The Institute of Fiscal Studies (IFS), a think-tank, says Ghana's Medium-Term Revenue Target Strategy (MTRS) was likely to lose credibility because the government had failed to align the 2024 budget with the strategy.
It noted that the misalignment between MTRS and the budget’s medium-term revenue projections must be rectified to give stakeholders, particularly investors, rating agencies, and creditors, confidence in Ghana’s medium-term economic recovery plan.
“For instance, while the MTRS seeks to increase tax revenue as a proportion of non-oil Gross Domestic Product (GDP) from around the current 13 per cent to between 18 per cent–20 per cent by 2027, the 2024 budget statement forecasts tax revenue to non-oil GDP ratio to reach only 16.1% in 2027.
“Again, in contrast to the MTRS target to grow non-tax revenue as a proportion of GDP from 2.2% to 4% by 2027, the 2024 budget statement forecasts the non-tax revenue to GDP ratio to reach only 2.1% in 2027,” said Dr Said Boakye, Acting Executive Director of IFS.
Dr. Boakye was speaking at a press conference on the review of the government's 2024 Budget and Economic Policy.
The IFS indicated that the MTRS was not robust enough as it had failed to tackle Ghana's weak revenue generation from the extractive sector.
“The government should therefore reconsider the extractive sector component of the strategy and revise it to incorporate recommendations long advocated by IFS, most importantly our call for active state participation in the sector and/or the use of production sharing agreements to substantially improve revenue generation,” said Dr Boakye.
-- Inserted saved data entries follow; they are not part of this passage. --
// ABOUTME: HTTP request handlers for token management
// ABOUTME: List, issue, show, and idempotent delete of the caller's tokens

use std::sync::Arc;

use axum::{
    extract::{Path, State},
    http::StatusCode,
    Json,
};
use tracing::info;

use tessera_core::Token;

use crate::auth::Provided;
use crate::error::{ApiResult, AppError};
use crate::response::ApiResponse;
use crate::service::TokenApi;

/// List the caller's tokens
pub async fn list_tokens(
    State(api): State<Arc<TokenApi>>,
    Provided(ctx): Provided,
) -> ApiResult<Json<ApiResponse<Vec<Token>>>> {
    info!(user_id = %ctx.user_id, "Listing tokens");

    let tokens = api.list(&ctx).await?;
    Ok(Json(ApiResponse::success(tokens)))
}

/// Issue a token for the caller under the caller's policy
pub async fn create_token(
    State(api): State<Arc<TokenApi>>,
    Provided(ctx): Provided,
) -> ApiResult<(StatusCode, Json<ApiResponse<Token>>)> {
    info!(user_id = %ctx.user_id, policy = %ctx.policy_name, "Creating token");

    let token = api.create(&ctx).await?;
    Ok((StatusCode::CREATED, Json(ApiResponse::success(token))))
}

/// Show one of the caller's tokens
pub async fn get_token(
    State(api): State<Arc<TokenApi>>,
    Provided(ctx): Provided,
    Path(id): Path<String>,
) -> ApiResult<Json<ApiResponse<Token>>> {
    info!(user_id = %ctx.user_id, "Getting token");

    api.get_owned(&ctx, &id)
        .await?
        .map(|token| Json(ApiResponse::success(token)))
        .ok_or_else(AppError::not_found)
}

/// Delete a token. Answers 204 whether or not the token existed.
pub async fn delete_token(
    State(api): State<Arc<TokenApi>>,
    Provided(ctx): Provided,
    Path(id): Path<String>,
) -> ApiResult<StatusCode> {
    info!(user_id = %ctx.user_id, "Deleting token");

    api.delete(&id).await?;
    Ok(StatusCode::NO_CONTENT)
}
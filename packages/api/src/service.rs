// ABOUTME: Token service combining a store with the policy registry
// ABOUTME: Shared by the HTTP handlers and the command line

use std::sync::Arc;

use thiserror::Error;
use tracing::{debug, info};

use tessera_core::{
    generate_token, validate_token_id, PolicyRegistry, ProviderContext, Token, ValidationError,
};
use tessera_storage::{StorageError, TokenStore};

#[derive(Debug, Error)]
pub enum TokenError {
    #[error("Invalid token id: {0}")]
    InvalidId(#[from] ValidationError),
    #[error("Unknown policy: {0}")]
    UnknownPolicy(String),
    #[error("Storage error: {0}")]
    Storage(#[from] StorageError),
}

pub type TokenResult<T> = Result<T, TokenError>;

pub struct TokenApi {
    store: Arc<dyn TokenStore>,
    policies: PolicyRegistry,
}

impl TokenApi {
    pub fn new(store: Arc<dyn TokenStore>, policies: PolicyRegistry) -> Self {
        Self { store, policies }
    }

    /// Issue a new token for the caller under the caller's policy
    pub async fn create(&self, ctx: &ProviderContext) -> TokenResult<Token> {
        let policy = self
            .policies
            .get(&ctx.policy_name)
            .ok_or_else(|| TokenError::UnknownPolicy(ctx.policy_name.clone()))?;

        let token = Token::new(
            generate_token(),
            ctx.user_id.clone(),
            policy.name.clone(),
        );
        self.store.create(&token, Some(policy.max_tokens)).await?;

        info!(user_id = %ctx.user_id, policy = %policy.name, "Issued token");
        Ok(token)
    }

    /// Unscoped lookup. Malformed ids cannot exist in the store and
    /// resolve to `None`.
    pub async fn get(&self, id: &str) -> TokenResult<Option<Token>> {
        if validate_token_id(id).is_err() {
            return Ok(None);
        }
        Ok(self.store.get(id).await?)
    }

    /// Lookup restricted to tokens owned by the caller
    pub async fn get_owned(&self, ctx: &ProviderContext, id: &str) -> TokenResult<Option<Token>> {
        validate_token_id(id)?;
        let token = self.store.get(id).await?;
        Ok(token.filter(|t| t.is_owned_by(&ctx.user_id)))
    }

    pub async fn list(&self, ctx: &ProviderContext) -> TokenResult<Vec<Token>> {
        Ok(self.store.list_by_user(&ctx.user_id).await?)
    }

    /// Idempotent delete. Once this returns, `get(id)` is `None`.
    pub async fn delete(&self, id: &str) -> TokenResult<()> {
        validate_token_id(id)?;
        self.store.delete(id).await?;
        debug!(token_id = %id, "Token deleted");
        Ok(())
    }
}

#[cfg(test)]
mod tests {
    use super::*;
    use tessera_core::Policy;
    use tessera_storage::MemoryTokenStore;

    fn api() -> TokenApi {
        let policies =
            PolicyRegistry::new([Policy::new("free", 2), Policy::new("pro", 5)]).unwrap();
        TokenApi::new(Arc::new(MemoryTokenStore::new()), policies)
    }

    #[tokio::test]
    async fn test_create_uses_caller_identity() {
        let api = api();
        let ctx = ProviderContext::new("hip", "pro");

        let token = api.create(&ctx).await.unwrap();
        assert_eq!(token.user_id, "hip");
        assert_eq!(token.policy_name, "pro");
        assert_eq!(api.get(&token.token).await.unwrap(), Some(token));
    }

    #[tokio::test]
    async fn test_create_rejects_unknown_policy() {
        let api = api();
        let err = api
            .create(&ProviderContext::new("hip", "enterprise"))
            .await
            .unwrap_err();
        assert!(matches!(err, TokenError::UnknownPolicy(name) if name == "enterprise"));
    }

    #[tokio::test]
    async fn test_create_enforces_policy_cap() {
        let api = api();
        let ctx = ProviderContext::new("hip", "free");

        api.create(&ctx).await.unwrap();
        api.create(&ctx).await.unwrap();
        let err = api.create(&ctx).await.unwrap_err();
        assert!(matches!(
            err,
            TokenError::Storage(StorageError::LimitReached { max: 2, .. })
        ));
    }

    #[tokio::test]
    async fn test_get_owned_hides_foreign_tokens() {
        let api = api();
        let token = api.create(&ProviderContext::new("hip", "free")).await.unwrap();

        let other = ProviderContext::new("hop", "free");
        assert_eq!(api.get_owned(&other, &token.token).await.unwrap(), None);
    }

    #[tokio::test]
    async fn test_get_malformed_id_is_none() {
        assert_eq!(api().get("not a token").await.unwrap(), None);
    }

    #[tokio::test]
    async fn test_delete_is_idempotent() {
        let api = api();
        let token = api.create(&ProviderContext::new("hip", "free")).await.unwrap();

        api.delete(&token.token).await.unwrap();
        api.delete(&token.token).await.unwrap();
        assert_eq!(api.get(&token.token).await.unwrap(), None);
    }

    #[tokio::test]
    async fn test_delete_rejects_malformed_id() {
        let err = api().delete("a/b").await.unwrap_err();
        assert!(matches!(err, TokenError::InvalidId(_)));
    }
}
He also asked the government to include debt cancellation in its debt restructuring strategy and to speed the process in order to secure much-needed debt relief and boost fiscal recovery.
The IFS has, among other things, called for a review of flagship programmes to help reduce budgetary spending and improve efficiency, while also urging the government to avoid fiscal populism and overspending in the 2024 election year.